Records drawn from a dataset
- - -
// SPDX-License-Identifier: AGPL-3.0-or-later
//! Provisioning states and how they are derived from observed facts

use std::fmt;

use chrono::{DateTime, Utc};
use serde::Serialize;

use crate::error::{exit, ErrorKind, ProvisionError};
use crate::store::EdgeConfig;

/// Milestones, in the only order they can be reached
#[derive(Debug, Clone, Copy, PartialEq, Eq, PartialOrd, Ord, Hash, Serialize)]
pub enum Stage {
    NotStarted,
    DependenciesInstalled,
    RepositoryAcquired,
    LocallyBootstrapped,
    EdgeKeyDeployed,
    EdgeVerified,
    DnsConfirmed,
    TlsIssued,
    Complete,
}

impl Stage {
    pub const ALL: [Stage; 9] = [
        Stage::NotStarted,
        Stage::DependenciesInstalled,
        Stage::RepositoryAcquired,
        Stage::LocallyBootstrapped,
        Stage::EdgeKeyDeployed,
        Stage::EdgeVerified,
        Stage::DnsConfirmed,
        Stage::TlsIssued,
        Stage::Complete,
    ];

    /// Stage reached after this one
    pub fn next(self) -> Option<Stage> {
        let index = Stage::ALL.iter().position(|s| *s == self)?;
        Stage::ALL.get(index + 1).copied()
    }

    /// Stages that touch the edge host
    pub fn is_edge(self) -> bool {
        matches!(self, Stage::EdgeKeyDeployed | Stage::EdgeVerified)
    }

    /// Stages that belong to DNS and certificate issuance
    pub fn is_tls(self) -> bool {
        matches!(self, Stage::DnsConfirmed | Stage::TlsIssued | Stage::Complete)
    }
}

impl fmt::Display for Stage {
    fn fmt(&self, f: &mut fmt::Formatter<'_>) -> fmt::Result {
        let name = match self {
            Stage::NotStarted => "not-started",
            Stage::DependenciesInstalled => "dependencies-installed",
            Stage::RepositoryAcquired => "repository-acquired",
            Stage::LocallyBootstrapped => "locally-bootstrapped",
            Stage::EdgeKeyDeployed => "edge-key-deployed",
            Stage::EdgeVerified => "edge-verified",
            Stage::DnsConfirmed => "dns-confirmed",
            Stage::TlsIssued => "tls-issued",
            Stage::Complete => "complete",
        };
        f.write_str(name)
    }
}

/// Why a run stopped short
#[derive(Debug, Clone, PartialEq, Serialize)]
pub struct FailureReason {
    /// Stage the run failed to reach
    pub target: Stage,
    pub kind: ErrorKind,
    pub message: String,
    pub remediation: Option<String>,
}

impl FailureReason {
    pub fn new(target: Stage, error: &ProvisionError) -> Self {
        let remediation = match error {
            ProvisionError::Precondition { remediation, .. } => Some(remediation.clone()),
            _ => None,
        };
        Self {
            target,
            kind: error.kind(),
            message: error.to_string(),
            remediation,
        }
    }

    pub fn with_remediation(mut self, remediation: impl Into<String>) -> Self {
        self.remediation = Some(remediation.into());
        self
    }

    /// Exit code for a run that ended with this failure
    pub fn exit_code(&self) -> i32 {
        if self.target.is_tls() {
            exit::TLS
        } else if self.target.is_edge() {
            exit::DEGRADED
        } else {
            exit::VALIDATION
        }
    }
}

/// Where a run stands
#[derive(Debug, Clone, PartialEq, Serialize)]
#[serde(tag = "state", content = "detail", rename_all = "kebab-case")]
pub enum ProvisioningState {
    Reached(Stage),
    Failed(FailureReason),
}

impl ProvisioningState {
    pub fn is_failed(&self) -> bool {
        matches!(self, ProvisioningState::Failed(_))
    }
}

impl fmt::Display for ProvisioningState {
    fn fmt(&self, f: &mut fmt::Formatter<'_>) -> fmt::Result {
        match self {
            ProvisioningState::Reached(stage) => write!(f, "{}", stage),
            ProvisioningState::Failed(reason) => {
                write!(f, "failed before {} ({})", reason.target, reason.kind)
            }
        }
    }
}

/// One recorded state change
#[derive(Debug, Clone, Serialize)]
pub struct Transition {
    pub from: Stage,
    pub to: ProvisioningState,
    /// The facts already held, so nothing was changed
    pub observed: bool,
    pub at: DateTime<Utc>,
}

/// Read-only facts about both hosts
#[derive(Debug, Clone, Serialize)]
pub struct ObservedFacts {
    pub missing_dependencies: Vec<String>,
    pub repository_present: bool,
    pub env_file_present: bool,
    pub keypair_valid: bool,
    pub key_fingerprint: Option<String>,
    pub edge: EdgeConfig,
    pub edge_address: Option<String>,
    /// `None` when no edge host is configured
    pub edge_key_auth: Option<bool>,
    pub domain: Option<String>,
    /// `None` when there is no domain to check
    pub dns_converged: Option<bool>,
    pub certificate_valid: Option<bool>,
}

impl ObservedFacts {
    /// Stage a run would resume from.
    ///
    /// Key authentication is taken as the edge verification here, since the
    /// sync round trip writes to the edge host.
    pub fn derive(&self) -> Stage {
        if !self.missing_dependencies.is_empty() {
            return Stage::NotStarted;
        }
        if !self.repository_present {
            return Stage::DependenciesInstalled;
        }
        if !(self.env_file_present && self.keypair_valid) {
            return Stage::RepositoryAcquired;
        }
        if self.edge_key_auth != Some(true) {
            return Stage::LocallyBootstrapped;
        }
        if self.domain.is_none() || self.dns_converged != Some(true) {
            return Stage::EdgeVerified;
        }
        if self.certificate_valid != Some(true) {
            return Stage::DnsConfirmed;
        }
        Stage::Complete
    }
}

#[cfg(test)]
mod tests {
    use super::*;

    fn facts() -> ObservedFacts {
        ObservedFacts {
            missing_dependencies: vec![],
            repository_present: true,
            env_file_present: true,
            keypair_valid: true,
            key_fingerprint: None,
            edge: EdgeConfig::Configured {
                address: "203.0.113.9".to_string(),
            },
            edge_address: Some("203.0.113.9".to_string()),
            edge_key_auth: Some(true),
            domain: Some("cam.example.org".to_string()),
            dns_converged: Some(true),
            certificate_valid: Some(true),
        }
    }

    #[test]
    fn test_stage_order() {
        assert!(Stage::LocallyBootstrapped < Stage::EdgeKeyDeployed);
        assert_eq!(Stage::TlsIssued.next(), Some(Stage::Complete));
        assert_eq!(Stage::Complete.next(), None);
    }

    #[test]
    fn test_derive_from_facts() {
        assert_eq!(facts().derive(), Stage::Complete);

        let mut f = facts();
        f.certificate_valid = Some(false);
        assert_eq!(f.derive(), Stage::DnsConfirmed);

        let mut f = facts();
        f.domain = None;
        f.dns_converged = None;
        assert_eq!(f.derive(), Stage::EdgeVerified);

        let mut f = facts();
        f.edge = EdgeConfig::Unconfigured;
        f.edge_key_auth = None;
        assert_eq!(f.derive(), Stage::LocallyBootstrapped);

        let mut f = facts();
        f.missing_dependencies = vec!["rsync".to_string()];
        assert_eq!(f.derive(), Stage::NotStarted);
    }

    #[test]
    fn test_exit_codes_follow_failed_stage() {
        let err = ProvisionError::Connectivity {
            host: "203.0.113.9".to_string(),
            message: "timed out".to_string(),
        };
        assert_eq!(FailureReason::new(Stage::EdgeVerified, &err).exit_code(), exit::DEGRADED);
        assert_eq!(FailureReason::new(Stage::TlsIssued, &err).exit_code(), exit::TLS);
        assert_eq!(
            FailureReason::new(Stage::DependenciesInstalled, &ProvisionError::validation("x"))
                .exit_code(),
            exit::VALIDATION
        );
    }
}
- - -
EXERCISE INSTRUCTIONS: Match on "true" and report each line of the data above that has it.

WRITTEN ANSWER:
        if self.edge_key_auth != Some(true) {
        if self.domain.is_none() || self.dns_converged != Some(true) {
        if self.certificate_valid != Some(true) {
            repository_present: true,
            env_file_present: true,
            keypair_valid: true,
            edge_key_auth: Some(true),
            dns_converged: Some(true),
            certificate_valid: Some(true),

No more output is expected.